=== Section Start ===

//! Field extraction for zip code table lines
//!
//! This module provides the pure splitting and conversion helpers the loader
//! drives once per line: delimiter handling, trailing line terminators, and
//! empty fields behave the same regardless of table state.

/// Split a raw line into ordered, trimmed fields on a single-character delimiter
///
/// Boundary behavior:
/// - an empty line (or bare line terminator) yields no fields
/// - a line with no delimiter yields a single field
/// - consecutive delimiters yield empty fields
/// - a trailing delimiter yields a trailing empty field
pub fn split_fields(line: &str, delimiter: char) -> Vec<String> {
    let line = line.trim_end_matches(['\r', '\n']);
    if line.is_empty() {
        return Vec::new();
    }

    line.split(delimiter)
        .map(|field| field.trim().to_string())
        .collect()
}

/// Parse a zip code field
///
/// Returns `None` for empty or non-numeric text; the loader substitutes 0
/// under the zero-fill policy.
pub fn parse_zip_code(field: &str) -> Option<i32> {
    field.parse::<i32>().ok()
}

/// Parse a latitude or longitude field in decimal degrees
///
/// Returns `None` for empty or non-numeric text; the loader substitutes 0.0
/// under the zero-fill policy.
pub fn parse_degrees(field: &str) -> Option<f64> {
    field.parse::<f64>().ok()
}
//! Loader configuration and validation.
//!
//! Provides the configuration structure describing the table file format:
//! the field delimiter, the expected field count, and the record positions
//! of the zip code and coordinate fields.

use crate::constants::{
    FIELD_DELIMITER, LATITUDE_FIELD, LONGITUDE_FIELD, MIN_FIELD_COUNT, ZIP_CODE_FIELD,
};
use crate::{Error, Result};
use serde::{Deserialize, Serialize};

/// Table format configuration for the loader
///
/// The defaults describe the classic zip code table layout:
/// `zip,<ignored>,latitude,longitude,...` with a comma delimiter and at least
/// four fields per record. Lines shorter than `min_field_count` are
/// zero-filled rather than rejected.
#[derive(Debug, Clone, Serialize, Deserialize)]
pub struct LoaderConfig {
    /// Single-character field delimiter
    pub delimiter: char,

    /// Minimum number of fields expected per record
    pub min_field_count: usize,

    /// Record position of the zip code field
    pub zip_code_field: usize,

    /// Record position of the latitude field
    pub latitude_field: usize,

    /// Record position of the longitude field
    pub longitude_field: usize,
}

impl Default for LoaderConfig {
    fn default() -> Self {
        Self {
            delimiter: FIELD_DELIMITER,
            min_field_count: MIN_FIELD_COUNT,
            zip_code_field: ZIP_CODE_FIELD,
            latitude_field: LATITUDE_FIELD,
            longitude_field: LONGITUDE_FIELD,
        }
    }
}

impl LoaderConfig {
    /// Validate that the configured field positions fit the expected field count
    pub fn validate(&self) -> Result<()> {
        if self.min_field_count == 0 {
            return Err(Error::configuration(
                "min_field_count must be at least 1".to_string(),
            ));
        }

        for (name, index) in [
            ("zip_code_field", self.zip_code_field),
            ("latitude_field", self.latitude_field),
            ("longitude_field", self.longitude_field),
        ] {
            if index >= self.min_field_count {
                return Err(Error::configuration(format!(
                    "{} position {} does not fit within the expected field count {}",
                    name, index, self.min_field_count
                )));
            }
        }

        Ok(())
    }
}
//! Load outcome and statistics tracking
//!
//! This module defines the result pair reported by the loading methods and
//! the counters collected while a table file is read.

use std::time::Duration;

/// Outcome of a load attempt
///
/// The `success` flag and diagnostic `message` form the coarse result
/// contract of the loader: open failures and read errors surface here rather
/// than as error values. `stats` carries supplementary per-load counters.
/// Transient; not persisted anywhere.
#[derive(Debug, Clone)]
pub struct LoadOutcome {
    /// Whether the load ran to the end of input without a fatal error
    pub success: bool,

    /// Human-readable confirmation or failure description
    pub message: String,

    /// Counters collected during the load
    pub stats: LoadStats,
}

impl LoadOutcome {
    /// Create a successful outcome
    pub fn succeeded(message: impl Into<String>, stats: LoadStats) -> Self {
        Self {
            success: true,
            message: message.into(),
            stats,
        }
    }

    /// Create a failed outcome
    pub fn failed(message: impl Into<String>) -> Self {
        Self {
            success: false,
            message: message.into(),
            stats: LoadStats::new(),
        }
    }
}

/// Statistics about a single load pass
#[derive(Debug, Clone, Default)]
pub struct LoadStats {
    /// Number of lines read from the source
    pub lines_read: usize,

    /// Number of records inserted into the table
    pub records_loaded: usize,

    /// Lines with fewer fields than expected (zero-filled)
    pub short_lines: usize,

    /// Numeric fields that failed to parse (zero-filled)
    pub malformed_fields: usize,

    /// Time taken by the load pass
    pub load_duration: Duration,
}

impl LoadStats {
    /// Create new empty load statistics
    pub fn new() -> Self {
        Self::default()
    }

    /// Calculate the loading rate in records per second
    pub fn loading_rate(&self) -> f64 {
        if self.load_duration.is_zero() {
            0.0
        } else {
            self.records_loaded as f64 / self.load_duration.as_secs_f64()
        }
    }

    /// Check whether any fields needed zero-fill substitution
    pub fn has_substitutions(&self) -> bool {
        self.short_lines > 0 || self.malformed_fields > 0
    }

    /// Get a summary string of the load pass
    pub fn summary(&self) -> String {
        format!(
            "Read {} lines, loaded {} records ({} short lines, {} malformed fields) in {:.2}s",
            self.lines_read,
            self.records_loaded,
            self.short_lines,
            self.malformed_fields,
            self.load_duration.as_secs_f64()
        )
    }
}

=== Section End ===

- **What the exercise asks**: Reproduce, character for character, only the lines of the preceding data that start at the line with "if self.min_field_count == 0" and end at the line with "for (name, index)", both included.

- **Result of this exercise**:
        if self.min_field_count == 0 {
            return Err(Error::configuration(
                "min_field_count must be at least 1".to_string(),
            ));
        }

        for (name, index) in [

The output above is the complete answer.